The purpose of the dataset is to repose the PFam seed dataset as a multiclass classification machine learning task.
The approach used to partition the data into training/dev/testing folds is a random split.
Training data should be used to train your models. Dev (development) data should be used in a close validation loop (maybe for hyperparameter tuning or model validation). Test data should be reserved for much less frequent evaluations - this helps avoid overfitting on your test data, as it should only be used infrequently.

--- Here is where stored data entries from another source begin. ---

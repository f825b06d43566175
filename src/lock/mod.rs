//! Advisory byte-range lock manager
//!
//! Wraps non-blocking `fcntl` open-file-description locks (via the
//! `nix` crate, no `unsafe` needed). OFD locks make the open handle
//! the lock owner: two handles to the same file conflict exactly like
//! two processes, and closing the handle drops everything it holds.
//!
//! That handle coupling is modeled explicitly rather than assumed:
//! the manager keeps a table of ranges it currently holds, releasing
//! a range it does not hold is reported as an error, and dropping the
//! manager releases every range still in the table before the handle
//! closes.
//!
//! Granularity is purely the caller's choice of range. A whole-file
//! lock is `ByteRange::whole_file()`, a record lock covers one line,
//! an attribute lock covers one field's bytes; the kernel treats any
//! byte overlap between different owners as a conflict regardless of
//! nesting.

use std::fs::File;
use std::io;
use std::os::fd::AsRawFd;
use std::sync::{Arc, Mutex};

use nix::errno::Errno;
use nix::fcntl::FcntlArg;
use thiserror::Error;

const WRITE_LOCK: i16 = libc::F_WRLCK as i16;
const UNLOCK: i16 = libc::F_UNLCK as i16;

/// Result type for lock operations
pub type LockResult<T> = Result<T, LockError>;

/// Lock failures. `Busy` is a retryable denial, never a wait.
#[derive(Debug, Error)]
pub enum LockError {
    #[error("byte range {0} is held by another owner")]
    Busy(ByteRange),

    #[error("released byte range {0} which this handle does not hold")]
    NotHeld(ByteRange),

    #[error("lock syscall failed: {0}")]
    Io(#[from] io::Error),
}

/// A byte range of the ledger file. `len == 0` means "to end of
/// file", matching the underlying `fcntl` convention.
#[derive(Debug, Clone, Copy, PartialEq, Eq)]
pub struct ByteRange {
    pub offset: u64,
    pub len: u64,
}

impl ByteRange {
    pub fn new(offset: u64, len: u64) -> Self {
        Self { offset, len }
    }

    /// The whole-file range: every byte from 0 to end of file.
    pub fn whole_file() -> Self {
        Self { offset: 0, len: 0 }
    }
}

impl std::fmt::Display for ByteRange {
    fn fmt(&self, f: &mut std::fmt::Formatter<'_>) -> std::fmt::Result {
        if self.len == 0 {
            write!(f, "[{}..eof]", self.offset)
        } else {
            write!(f, "[{}..{}]", self.offset, self.offset + self.len)
        }
    }
}

/// Outcome of a side-effect-free probe of a range.
#[derive(Debug, Clone, Copy, PartialEq, Eq)]
pub enum Probe {
    /// No other owner holds an overlapping exclusive lock.
    Available,
    /// An overlapping byte is exclusively held by a different owner.
    HeldByOther,
}

/// Non-blocking advisory lock manager over one open ledger handle.
pub struct LockManager {
    file: Arc<File>,
    held: Mutex<Vec<ByteRange>>,
}

impl LockManager {
    /// Creates a manager owning locks on behalf of `file`.
    ///
    /// The handle must stay open for as long as any lock matters;
    /// locks die with it.
    pub fn new(file: Arc<File>) -> Self {
        Self {
            file,
            held: Mutex::new(Vec::new()),
        }
    }

    /// Probes `range` for locks held by other owners, without
    /// acquiring anything and without side effects.
    ///
    /// A probe is advisory twice over: another owner may take the
    /// range between this call and a later `acquire`, so callers must
    /// treat the later `acquire` result as authoritative.
    pub fn probe(&self, range: ByteRange) -> LockResult<Probe> {
        let mut probe = flock_for(WRITE_LOCK, range);
        nix::fcntl::fcntl(self.file.as_raw_fd(), FcntlArg::F_OFD_GETLK(&mut probe))
            .map_err(|e| LockError::Io(e.into()))?;

        if probe.l_type == UNLOCK {
            Ok(Probe::Available)
        } else {
            Ok(Probe::HeldByOther)
        }
    }

    /// Attempts to take an exclusive lock over `range`; never blocks.
    ///
    /// Returns `LockError::Busy` immediately if any overlapping byte
    /// is exclusively held by a different owner. On success the range
    /// is recorded in the held table and a guard is returned; the
    /// guard releases on drop, so every exit path from a locked
    /// section releases exactly once.
    pub fn acquire(&self, range: ByteRange) -> LockResult<LockGuard<'_>> {
        let lock = flock_for(WRITE_LOCK, range);
        match nix::fcntl::fcntl(self.file.as_raw_fd(), FcntlArg::F_OFD_SETLK(&lock)) {
            Ok(_) => {
                self.held_table().push(range);
                Ok(LockGuard {
                    manager: self,
                    range,
                    released: false,
                })
            }
            Err(Errno::EACCES | Errno::EAGAIN) => Err(LockError::Busy(range)),
            Err(e) => Err(LockError::Io(e.into())),
        }
    }

    /// Releases a previously acquired lock over exactly `range`.
    ///
    /// Releasing a range this handle does not hold is a programming
    /// error and is reported as `LockError::NotHeld`.
    pub fn release(&self, range: ByteRange) -> LockResult<()> {
        let index = self
            .held_table()
            .iter()
            .position(|held| *held == range)
            .ok_or(LockError::NotHeld(range))?;

        let unlock = flock_for(UNLOCK, range);
        nix::fcntl::fcntl(self.file.as_raw_fd(), FcntlArg::F_OFD_SETLK(&unlock))
            .map_err(|e| LockError::Io(e.into()))?;

        self.held_table().remove(index);
        Ok(())
    }

    /// Ranges currently held through this handle.
    pub fn held_ranges(&self) -> Vec<ByteRange> {
        self.held_table().clone()
    }

    fn held_table(&self) -> std::sync::MutexGuard<'_, Vec<ByteRange>> {
        self.held
            .lock()
            .unwrap_or_else(|poisoned| poisoned.into_inner())
    }
}

impl Drop for LockManager {
    fn drop(&mut self) {
        // Teardown releases whatever is still held before the handle
        // closes; the kernel would drop these anyway when the last
        // descriptor of the description goes, but the table must not
        // outlive its locks.
        let remaining = std::mem::take(&mut *self.held_table());
        for range in remaining {
            let unlock = flock_for(UNLOCK, range);
            let _ = nix::fcntl::fcntl(self.file.as_raw_fd(), FcntlArg::F_OFD_SETLK(&unlock));
        }
    }
}

/// Exclusive hold on a byte range, released exactly once: explicitly
/// via [`LockGuard::release`], or on drop as the backstop for error
/// paths.
pub struct LockGuard<'a> {
    manager: &'a LockManager,
    range: ByteRange,
    released: bool,
}

impl LockGuard<'_> {
    pub fn range(&self) -> ByteRange {
        self.range
    }

    /// Releases the lock, surfacing any syscall failure.
    pub fn release(mut self) -> LockResult<()> {
        self.released = true;
        self.manager.release(self.range)
    }
}

impl Drop for LockGuard<'_> {
    fn drop(&mut self) {
        if !self.released {
            let _ = self.manager.release(self.range);
        }
    }
}

/// Builds the `flock` argument for a non-blocking byte-range
/// operation. `l_pid` must be 0 for OFD locks.
#[allow(clippy::cast_possible_wrap)]
fn flock_for(lock_type: i16, range: ByteRange) -> libc::flock {
    libc::flock {
        l_type: lock_type,
        l_whence: libc::SEEK_SET as i16,
        l_start: range.offset as libc::off_t,
        l_len: range.len as libc::off_t,
        l_pid: 0,
    }
}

Each fold (train, dev, test) has a number of files in it. Each of those files contains csv on each line, which has the following fields:
sequence: HWLQMRDSMNTYNNMVNRCFATCIRSFQEKKVNAEEMDCTKRCVTKFVGYSQRVALRFAE family_accession: PF02953.15 sequence_name: C5K6N5_PERM5/28-87 aligned_sequence: ....HWLQMRDSMNTYNNMVNRCFATCI...........RS.F....QEKKVNAEE.....MDCT....KRCVTKFVGYSQRVALRFAE family_id: zf-Tim10_DDP
Description of fields: Sequence: These are usually the input features to your model. Amino acid sequence for this domain. There are 20 very common amino acids (frequency > 1,000,000), and 4 amino acids that are quite uncommon: X, U, B, O, Z. family_accession: These are usually the labels for your model. Accession number in form PFxxxxx.y (Pfam), where xxxxx is the family accession, and y is the version number. Some values of y are greater than ten, and so 'y' has two digits. family_id: One word name for family. sequence_name: Sequence name, in the form "𝑢𝑛𝑖𝑝𝑟𝑜𝑡𝑎𝑐𝑐𝑒𝑠𝑠𝑖𝑜𝑛𝑖𝑑/start_index-$end_index". aligned_sequence: Contains a single sequence from the multiple sequence alignment (with the rest of the members of the family in seed, with gaps retained.
Generally, the family_accession field is the label, and the sequence (or aligned sequence) is the training feature.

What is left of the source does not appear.